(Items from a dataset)
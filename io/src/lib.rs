//! Disparity map I/O.
//!
//! Two persisted forms: an exact float map (PFM, one 32-bit sample per
//! pixel, occlusions as NaN) and a lossy 8-bit visualization (gray ramp
//! over the disparity range, cyan for occlusions).

pub mod pfm;
pub mod visual;

pub use pfm::{read_pfm, write_disparity, write_pfm};
pub use visual::{scaled_image, write_scaled};

use thiserror::Error;

#[derive(Debug, Error)]
pub enum IoError {
    #[error("io error: {0}")]
    Io(#[from] std::io::Error),
    #[error("image error: {0}")]
    Image(#[from] image::ImageError),
    #[error("parse error: {0}")]
    Parse(String),
}

pub type Result<T> = std::result::Result<T, IoError>;
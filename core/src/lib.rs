//! Shared types for graph-cut stereo matching.
//!
//! This crate holds the pieces every other crate in the workspace talks
//! about: integer pixel coordinates, dense disparity maps with an occlusion
//! sentinel, and rectified image views with their precomputed
//! Birchfield-Tomasi intensity intervals.

pub mod coord;
pub mod disparity;
pub mod image;

pub use coord::Coord;
pub use disparity::{DisparityMap, OCCLUDED};
pub use image::{StereoPair, View};

#[derive(Debug, thiserror::Error)]
pub enum Error {
    #[error("invalid parameter: {0}")]
    InvalidParameter(String),

    #[error("incompatible image widths: left is {left} pixels wide, right is {right}")]
    WidthMismatch { left: u32, right: u32 },

    #[error("calibration failed: {0}")]
    Calibration(String),
}

pub type Result<T> = std::result::Result<T, Error>;
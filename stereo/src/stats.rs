//! Automatic calibration of the occlusion reward `k`.

use crate::Matcher;
use kz_core::{Coord, Error, Result};
use rayon::prelude::*;
use tracing::info;

impl Matcher {
    /// Estimate `k` from image statistics.
    ///
    /// For every pixel whose whole disparity range stays inside the right
    /// image, take the k-th smallest data penalty across the range (with
    /// `k` about a quarter of the number of labels, at least 3); the
    /// average of these order statistics is the estimate. Roughly: a
    /// correct match should beat three quarters of the candidates, and
    /// anything worse than this noise level is better explained as an
    /// occlusion.
    pub fn auto_k(&self) -> Result<f32> {
        let labels = (self.disp_max - self.disp_min + 1) as usize;
        let kth = ((labels + 2) / 4).max(3).min(labels);

        let size = self.left_size();
        let xmin = 0.max(-self.disp_min);
        let xmax = size.x.min(self.right_size().x - 0.max(self.disp_max));

        let (sum, num) = (0..size.y)
            .into_par_iter()
            .map(|y| {
                let mut row_sum = 0i64;
                let mut row_num = 0i64;
                let mut penalties = Vec::with_capacity(labels);
                for x in xmin..xmax {
                    let p = Coord::new(x, y);
                    penalties.clear();
                    for d in self.disp_min..=self.disp_max {
                        penalties.push(self.data_penalty(p, p + d));
                    }
                    let (_, kth_smallest, _) = penalties.select_nth_unstable(kth - 1);
                    row_sum += i64::from(*kth_smallest);
                    row_num += 1;
                }
                (row_sum, row_num)
            })
            .reduce(|| (0, 0), |a, b| (a.0 + b.0, a.1 + b.1));

        if num == 0 {
            return Err(Error::Calibration(
                "no pixel sees the full disparity range".into(),
            ));
        }
        if sum == 0 {
            return Err(Error::Calibration("data penalty statistic is zero".into()));
        }
        let k = (sum as f64 / num as f64) as f32;
        info!(k, samples = num, "estimated occlusion reward from data noise");
        Ok(k)
    }
}
use criterion::{black_box, criterion_group, criterion_main, Criterion};
use image::{GrayImage, Luma};
use kz_core::StereoPair;
use kz_stereo::{Matcher, Parameters};

/// Textured scene with a foreground band shifted by 3 pixels.
fn synthetic_pair(width: u32, height: u32) -> (GrayImage, GrayImage) {
    let texture = |x: u32, y: u32| ((x * 37 + y * 91) % 200) as u8;
    let band = |x: i32, y: u32| (8..24).contains(&x) && y >= height / 3 && y < 2 * height / 3;
    let left = GrayImage::from_fn(width, height, |x, y| {
        Luma([if band(x as i32, y) { 230 } else { texture(x, y) }])
    });
    let right = GrayImage::from_fn(width, height, |x, y| {
        Luma([if band(x as i32 - 3, y) { 230 } else { texture(x, y) }])
    });
    (left, right)
}

fn bench_expansion(c: &mut Criterion) {
    let (left, right) = synthetic_pair(48, 48);

    c.bench_function("expansion_48x48_d0_4", |b| {
        b.iter(|| {
            let pair = StereoPair::from_gray(&left, &right).unwrap();
            let mut m = Matcher::new(pair, 0, 4).unwrap();
            let mut params = Parameters::default();
            params.k = 300;
            params.lambda1 = 9;
            params.lambda2 = 3;
            params.seed = Some(1);
            m.set_parameters(params).unwrap();
            black_box(m.run().unwrap())
        })
    });
}

criterion_group!(benches, bench_expansion);
criterion_main!(benches);
//! One time-ordered unit of work: the LCC plus bookkeeping about the full graph.

use super::TopologyGraph;
use chrono::{DateTime, Utc};
use serde::{Deserialize, Serialize};

/// Governs exact vs. approximate algorithm choice for one snapshot.
#[derive(Debug, Clone, Copy, PartialEq, Eq, Serialize, Deserialize)]
#[serde(rename_all = "snake_case")]
pub enum ScaleClass {
    Small,
    Large,
}

impl ScaleClass {
    /// A graph with exactly `threshold` nodes is still small.
    pub fn classify(node_count: usize, threshold: usize) -> Self {
        if node_count <= threshold {
            ScaleClass::Small
        } else {
            ScaleClass::Large
        }
    }

    pub fn is_large(self) -> bool {
        self == ScaleClass::Large
    }

    pub fn as_str(self) -> &'static str {
        match self {
            ScaleClass::Small => "small",
            ScaleClass::Large => "large",
        }
    }
}

#[derive(Debug, Clone)]
pub struct Snapshot {
    pub label: String,
    pub timestamp: Option<DateTime<Utc>>,
    /// Largest connected component
    pub graph: TopologyGraph,
    pub full_nodes: usize,
    pub full_edges: usize,
}

impl Snapshot {
    /// Reduce `full` to its largest connected component, keeping the full sizes.
    pub fn from_full_graph(
        label: impl Into<String>,
        timestamp: Option<DateTime<Utc>>,
        full: TopologyGraph,
    ) -> Self {
        let full_nodes = full.node_count();
        let full_edges = full.edge_count();
        let graph = full.largest_component();
        Self {
            label: label.into(),
            timestamp,
            graph,
            full_nodes,
            full_edges,
        }
    }

    /// Wrap a graph that is already the LCC.
    pub fn from_lcc(label: impl Into<String>, graph: TopologyGraph) -> Self {
        Self {
            label: label.into(),
            timestamp: None,
            full_nodes: graph.node_count(),
            full_edges: graph.edge_count(),
            graph,
        }
    }
}
//! Core decomposition by bucket peeling (Batagelj & Zaversnik), O(m).

use crate::graph::TopologyGraph;

pub fn core_numbers(g: &TopologyGraph) -> Vec<u32> {
    let n = g.node_count();
    if n == 0 {
        return Vec::new();
    }
    let mut degree: Vec<usize> = g.degrees();
    let max_deg = degree.iter().copied().max().unwrap_or(0);

    // bin[d] = start offset of degree-d nodes in `order`
    let mut bin = vec![0usize; max_deg + 1];
    for &d in &degree {
        bin[d] += 1;
    }
    let mut start = 0;
    for b in bin.iter_mut() {
        let count = *b;
        *b = start;
        start += count;
    }
    let mut pos = vec![0usize; n];
    let mut order = vec![0usize; n];
    for u in 0..n {
        pos[u] = bin[degree[u]];
        order[pos[u]] = u;
        bin[degree[u]] += 1;
    }
    for d in (1..=max_deg).rev() {
        bin[d] = bin[d - 1];
    }
    bin[0] = 0;

    for i in 0..n {
        let u = order[i];
        for &v in g.neighbors(u) {
            if degree[v] > degree[u] {
                let dv = degree[v];
                let pv = pos[v];
                let pw = bin[dv];
                let w = order[pw];
                if v != w {
                    order.swap(pv, pw);
                    pos[v] = pw;
                    pos[w] = pv;
                }
                bin[dv] += 1;
                degree[v] -= 1;
            }
        }
    }
    degree.into_iter().map(|d| d as u32).collect()
}
//! Edge-list snapshot files: `asn_a asn_b [count]` per line.
//! Separators may be whitespace, `|` or `,`; `#` starts a comment.

use super::{Asn, TopologyGraph};
use crate::config::InputConfig;
use crate::error::GraphError;
use chrono::{DateTime, NaiveDateTime, TimeZone, Utc};
use std::path::{Path, PathBuf};
use walkdir::WalkDir;

fn parse_line(line: &str) -> Result<Option<(Asn, Asn, u32)>, String> {
    let line = line.split('#').next().unwrap_or("").trim();
    if line.is_empty() {
        return Ok(None);
    }
    let fields: Vec<&str> = line
        .split(|c: char| c.is_whitespace() || c == '|' || c == ',')
        .filter(|f| !f.is_empty())
        .collect();
    if fields.len() < 2 || fields.len() > 3 {
        return Err(format!("expected 2 or 3 fields, found {}", fields.len()));
    }
    let parse_asn = |s: &str| s.parse::<Asn>().map_err(|e| format!("bad ASN {s:?}: {e}"));
    let a = parse_asn(fields[0])?;
    let b = parse_asn(fields[1])?;
    let w = match fields.get(2) {
        Some(s) => s.parse::<u32>().map_err(|e| format!("bad count {s:?}: {e}"))?,
        None => 1,
    };
    Ok(Some((a, b, w)))
}

/// Read one snapshot file into a (possibly disconnected) topology graph.
pub fn load_edge_list(path: &Path, config: &InputConfig) -> Result<TopologyGraph, GraphError> {
    let data = std::fs::read_to_string(path).map_err(|source| GraphError::Io {
        path: path.to_path_buf(),
        source,
    })?;
    let mut edges = Vec::new();
    let mut dropped = 0usize;
    for (i, line) in data.lines().enumerate() {
        match parse_line(line) {
            Ok(Some((a, b, w))) if a >= config.min_asn && b >= config.min_asn => {
                edges.push((a, b, w))
            }
            Ok(Some(_)) => dropped += 1,
            Ok(None) => {}
            Err(message) => {
                return Err(GraphError::Parse {
                    path: path.to_path_buf(),
                    line: i + 1,
                    message,
                })
            }
        }
    }
    if dropped > 0 {
        tracing::debug!(path = %path.display(), dropped, "dropped edges below min_asn");
    }
    Ok(TopologyGraph::from_weighted_edges(edges))
}

/// Timestamp from a RIS-style `YYYYMMDD.HHMM` name component, if any.
pub fn parse_snapshot_timestamp(path: &Path) -> Option<DateTime<Utc>> {
    let name = path.file_name()?.to_str()?;
    let parts: Vec<&str> = name.split('.').collect();
    parts.windows(2).find_map(|w| {
        if w[0].len() != 8 || w[1].len() != 4 {
            return None;
        }
        NaiveDateTime::parse_from_str(&format!("{}.{}", w[0], w[1]), "%Y%m%d.%H%M")
            .ok()
            .map(|dt| Utc.from_utc_datetime(&dt))
    })
}

/// Expand files and directories into a sorted list of snapshot files.
pub fn discover_snapshot_files(inputs: &[PathBuf], config: &InputConfig) -> Vec<PathBuf> {
    let mut files = Vec::new();
    for input in inputs {
        if input.is_file() {
            files.push(input.clone());
            continue;
        }
        for entry in WalkDir::new(input).sort_by_file_name().into_iter().flatten() {
            let p = entry.path();
            let wanted = p
                .extension()
                .and_then(|e| e.to_str())
                .map(|e| config.extensions.iter().any(|x| x == e))
                .unwrap_or(false);
            if entry.file_type().is_file() && wanted {
                files.push(p.to_path_buf());
            }
        }
    }
    files
}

Task brief:
Across all the entries, how many lines include "Result"? Answer with the number alone.

Exercise answer:
6